Alejandro Mac Gregor R n'a qu'un crédit dans CaSTV, mais cette brièveté ne l'empêche pas de signaler une zone. Le genre contemporain est fait de ces présences intermédiaires, de réalisateurs qui apparaissent par un film, un court, un projet de festival, et qui révèlent comment la peur circule dans des milieux précis. Un catalogue vivant ne peut pas attendre que chaque cinéaste devienne une institution pour le prendre au sérieux.

Le thriller horrifique offre un cadre pertinent pour penser cette position. Il permet de travailler l'identité comme menace sans recourir immédiatement au surnaturel explicite. Un personnage peut être suivi, confondu, surveillé, remplacé symboliquement. Il peut découvrir que son nom ne le protège pas, que ses papiers ne suffisent pas, que son histoire personnelle devient suspecte dans le regard des autres. Cette anxiété est profondément moderne.

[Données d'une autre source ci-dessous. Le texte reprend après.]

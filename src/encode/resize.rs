// Resize: SourceImage -> (w, h, format) at the fixed resize quality

use crate::encode::primitive::{EncodePrimitive, EncodeRequest, EncodedResult};
use crate::encode::quality::Quality;
use crate::error::ImageToolError;
use crate::raster::format::OutputFormat;
use crate::raster::source::SourceImage;

/// Re-encode `image` at `width` x `height` in `format` at [`Quality::RESIZE`].
pub fn resize<E: EncodePrimitive + ?Sized>(
    encoder: &mut E,
    image: &SourceImage,
    width: u32,
    height: u32,
    format: OutputFormat,
) -> crate::error::Result<EncodedResult> {
    resize_with_quality(encoder, image, width, height, format, Quality::RESIZE)
}

/// [`resize`] with a configured quality. PNG output ignores `quality`.
pub fn resize_with_quality<E: EncodePrimitive + ?Sized>(
    encoder: &mut E,
    image: &SourceImage,
    width: u32,
    height: u32,
    format: OutputFormat,
    quality: Quality,
) -> crate::error::Result<EncodedResult> {
    if width == 0 || height == 0 {
        return Err(ImageToolError::invalid_parameter(format!(
            "Please enter valid positive numbers for both width and height (got {width}x{height})"
        )));
    }

    let request = EncodeRequest {
        width,
        height,
        quality,
        format,
    };
    encoder.encode_at(image, &request)
}

/// Height that keeps the original aspect ratio at `new_width`.
pub fn height_for_width(original: (u32, u32), new_width: u32) -> u32 {
    scale_dimension(new_width, original.0, original.1)
}

/// Width that keeps the original aspect ratio at `new_height`.
pub fn width_for_height(original: (u32, u32), new_height: u32) -> u32 {
    scale_dimension(new_height, original.1, original.0)
}

fn scale_dimension(new_value: u32, original_same_axis: u32, original_other_axis: u32) -> u32 {
    if original_same_axis == 0 {
        return 0;
    }
    (new_value as f64 / original_same_axis as f64 * original_other_axis as f64).round() as u32
}

/// Work out the output size from whichever dimensions were requested.
///
/// With `keep_aspect`, a requested width wins over a requested height and the
/// other side is derived from the original ratio. Without it, a missing side
/// keeps its original value.
pub fn resolve_dimensions(
    original: (u32, u32),
    width: Option<u32>,
    height: Option<u32>,
    keep_aspect: bool,
) -> crate::error::Result<(u32, u32)> {
    let (w, h) = match (width, height, keep_aspect) {
        (None, None, _) => {
            return Err(ImageToolError::invalid_parameter(
                "resize needs a width or a height",
            ));
        }
        (Some(w), _, true) => (w, height_for_width(original, w)),
        (None, Some(h), true) => (width_for_height(original, h), h),
        (w, h, false) => (w.unwrap_or(original.0), h.unwrap_or(original.1)),
    };

    if w == 0 || h == 0 {
        return Err(ImageToolError::invalid_parameter(format!(
            "resolved dimensions must be positive, got {w}x{h}"
        )));
    }
    Ok((w, h))
}

#[cfg(test)]
mod tests {
    use super::*;

    #[test]
    fn test_aspect_helpers_round() {
        assert_eq!(height_for_width((1920, 1080), 1280), 720);
        assert_eq!(width_for_height((1920, 1080), 100), 178);
        assert_eq!(height_for_width((0, 1080), 100), 0);
    }

    #[test]
    fn test_resolve_width_wins_with_aspect() {
        let dims = resolve_dimensions((400, 200), Some(100), Some(999), true).unwrap();
        assert_eq!(dims, (100, 50));
    }

    #[test]
    fn test_resolve_free_aspect_keeps_missing_side() {
        let dims = resolve_dimensions((400, 200), None, Some(80), false).unwrap();
        assert_eq!(dims, (400, 80));
    }

    #[test]
    fn test_resolve_rejects_collapsed_side() {
        // 1px wide from a very wide image rounds the height to zero
        assert!(resolve_dimensions((4000, 10), Some(1), None, true).is_err());
        assert!(resolve_dimensions((400, 200), None, None, true).is_err());
    }
}
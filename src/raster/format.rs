// Output container formats for re-encoded images.

use std::fmt;
use std::str::FromStr;

use serde::{Deserialize, Serialize};

use crate::error::ImageToolError;

/// Output encoding selectable for a re-encode.
///
/// Compression always uses [`OutputFormat::Jpeg`]. Resizing may pick any of
/// the three. JPEG and WebP honor the quality factor; PNG is lossless and
/// ignores it.
#[derive(Debug, Clone, Copy, PartialEq, Eq, Hash, Default, Deserialize, Serialize)]
#[serde(rename_all = "lowercase")]
pub enum OutputFormat {
    #[default]
    #[serde(alias = "jpg", alias = "image/jpeg")]
    Jpeg,
    #[serde(alias = "image/png")]
    Png,
    #[serde(alias = "image/webp")]
    Webp,
}

impl OutputFormat {
    pub const ALL: [OutputFormat; 3] = [Self::Jpeg, Self::Png, Self::Webp];

    pub fn mime(self) -> &'static str {
        match self {
            Self::Jpeg => "image/jpeg",
            Self::Png => "image/png",
            Self::Webp => "image/webp",
        }
    }

    /// MIME subtype, used as the extension of resized downloads.
    pub fn subtype(self) -> &'static str {
        match self {
            Self::Jpeg => "jpeg",
            Self::Png => "png",
            Self::Webp => "webp",
        }
    }

    pub fn extension(self) -> &'static str {
        match self {
            Self::Jpeg => "jpg",
            Self::Png => "png",
            Self::Webp => "webp",
        }
    }

    pub fn label(self) -> &'static str {
        match self {
            Self::Jpeg => "JPEG",
            Self::Png => "PNG",
            Self::Webp => "WebP",
        }
    }

    /// Whether the encoder for this format responds to the quality factor.
    pub fn is_lossy(self) -> bool {
        matches!(self, Self::Jpeg | Self::Webp)
    }

    /// Largest width or height the codec can store.
    pub fn max_side(self) -> u32 {
        match self {
            Self::Jpeg => 65_535,
            Self::Png => i32::MAX as u32,
            Self::Webp => 16_383,
        }
    }
}

impl fmt::Display for OutputFormat {
    fn fmt(&self, f: &mut fmt::Formatter<'_>) -> fmt::Result {
        f.write_str(self.label())
    }
}

impl FromStr for OutputFormat {
    type Err = ImageToolError;

    fn from_str(s: &str) -> Result<Self, Self::Err> {
        let normalized = s.trim().to_ascii_lowercase();
        let name = normalized.strip_prefix("image/").unwrap_or(&normalized);
        match name {
            "jpg" | "jpeg" => Ok(Self::Jpeg),
            "png" => Ok(Self::Png),
            "webp" => Ok(Self::Webp),
            other => {
                let supported: Vec<&str> = Self::ALL.iter().map(|f| f.subtype()).collect();
                Err(ImageToolError::invalid_parameter(format!(
                    "unsupported output format: '{other}' (expected one of {})",
                    supported.join(", ")
                )))
            }
        }
    }
}
pub mod job_runner;
pub mod orchestrator;
pub mod report;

Les années 2020 ont intensifié ces récits de déplacement. Le monde connecté promet la mobilité, mais il produit aussi de nouvelles formes de traçabilité et d'exclusion. L'horreur s'empare de cette contradiction avec une efficacité croissante. On peut être visible partout et pourtant rester introuvable pour soi-même. On peut parler plusieurs langues et se sentir compris par aucune communauté. Le genre transforme cette instabilité en suspense.

Chez un cinéaste comme Alejandro Mac Gregor R, tel que le catalogue le donne à lire, l'intérêt réside dans cette possibilité d'une peur interculturelle. Non pas une peur de l'autre, mais une peur de l'entre-deux: l'entre-deux des langues, des pays, des héritages, des noms. Le fantastique aime ces espaces, parce qu'ils sont déjà des passages. Ce qui n'est pas entièrement fixé peut devenir hanté.

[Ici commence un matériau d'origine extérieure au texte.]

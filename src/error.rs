use thiserror::Error;

#[derive(Debug, Error)]
pub enum ImageToolError {
    #[error("Invalid parameter: {0}")]
    InvalidParameter(String),

    #[error("Unable to process image: {0}")]
    DecodeError(String),

    #[error("Image encode error: {0}")]
    EncodeError(String),

    #[error("Configuration error: {0}")]
    ConfigError(String),

    #[error("IO error: {0}")]
    IoError(#[from] std::io::Error),
}

/// Generates factory methods for [`ImageToolError`] variants that wrap a `String`.
macro_rules! error_constructors {
    ($(
        $(#[doc = $doc:expr])*
        $method:ident => $variant:ident
    ),* $(,)?) => {
        impl ImageToolError {
            $(
                $(#[doc = $doc])*
                pub fn $method(msg: impl Into<String>) -> Self {
                    Self::$variant(msg.into())
                }
            )*
        }
    };
}

error_constructors! {
    /// Create an invalid parameter error.
    invalid_parameter => InvalidParameter,
    /// Create a decode error.
    decode => DecodeError,
    /// Create an encode error.
    encode => EncodeError,
    /// Create a configuration error.
    config => ConfigError,
}

impl From<image::ImageError> for ImageToolError {
    fn from(e: image::ImageError) -> Self {
        Self::EncodeError(e.to_string())
    }
}

impl From<serde_json::Error> for ImageToolError {
    fn from(e: serde_json::Error) -> Self {
        Self::ConfigError(e.to_string())
    }
}

impl From<serde_yml::Error> for ImageToolError {
    fn from(e: serde_yml::Error) -> Self {
        Self::ConfigError(e.to_string())
    }
}

pub type Result<T> = std::result::Result<T, ImageToolError>;
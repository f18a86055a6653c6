//! Caller-held compressor state.
//!
//! The encoders are pure functions of (image, parameters). Whatever an
//! interactive front end needs to remember between calls (slider position,
//! last target, last output, last message) lives in a [`CompressionSession`]
//! value that each operation consumes and hands back updated.

use crate::encode::primitive::{EncodePrimitive, EncodedResult};
use crate::encode::quality::Quality;
use crate::encode::target::{self, TargetOutcome};
use crate::encode::{compress, compress_to_target};
use crate::raster::source::SourceImage;

#[derive(Debug, Clone, Copy, PartialEq, Eq, Default)]
pub enum CompressionMode {
    #[default]
    Quality,
    TargetSize,
}

#[derive(Debug, Clone, Default)]
pub struct CompressionSession {
    pub mode: CompressionMode,
    pub quality: Quality,
    pub target_kb: Option<f64>,
    pub result: Option<EncodedResult>,
    /// Message for the user, e.g. when a target size could not be met.
    pub message: Option<String>,
}

impl CompressionSession {
    pub fn new() -> Self {
        Self::default()
    }

    /// Re-encode at `quality` (a slider change).
    pub fn apply_quality<E: EncodePrimitive + ?Sized>(
        mut self,
        encoder: &mut E,
        image: &SourceImage,
        quality: Quality,
    ) -> crate::error::Result<Self> {
        let result = compress(encoder, image, quality)?;
        self.mode = CompressionMode::Quality;
        self.quality = quality;
        self.result = Some(result);
        self.message = None;
        Ok(self)
    }

    /// Search for a quality that fits `target_kb` (an explicit apply).
    ///
    /// The slider follows the chosen quality, rounded to two decimals. An
    /// unmet target still stores the floor-quality result, with a message.
    pub fn apply_target<E: EncodePrimitive + ?Sized>(
        mut self,
        encoder: &mut E,
        image: &SourceImage,
        target_kb: f64,
    ) -> crate::error::Result<Self> {
        let outcome: TargetOutcome =
            compress_to_target(encoder, image, target::kb_to_bytes(target_kb))?;
        self.mode = CompressionMode::TargetSize;
        self.target_kb = Some(target_kb);
        self.quality = outcome.result.quality.rounded();
        self.message = outcome.shortfall_message();
        self.result = Some(outcome.result);
        Ok(self)
    }

    /// Back to defaults, as when the input image is cleared.
    pub fn clear(self) -> Self {
        Self::default()
    }

    pub fn output_size(&self) -> Option<usize> {
        self.result.as_ref().map(|r| r.size)
    }
}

Il faut aussi situer cette présence dans l'écosystème montréalais de Fantasia et de CaSTV, où les cinémas de genre diasporiques trouvent souvent une écoute plus fine que dans les circuits généralistes. Montréal comprend la pluralité comme une condition quotidienne, non comme un sujet exotique. Cette culture rend possible une lecture de l'horreur où l'identité n'est pas un thème ajouté, mais une architecture de la peur.

Alejandro Mac Gregor R apparaît donc comme une figure de seuil. Son crédit unique ne ferme pas le dossier. Il ouvre une interrogation sur ce que l'horreur canadienne peut faire avec les noms composés, les mémoires déplacées, les appartenances instables. Le monstre, dans cette perspective, n'est peut-être pas une créature. Il est la question insistante posée au personnage: d'où viens-tu, à qui appartiens-tu, et que reste-t-il de toi quand aucune réponse ne suffit?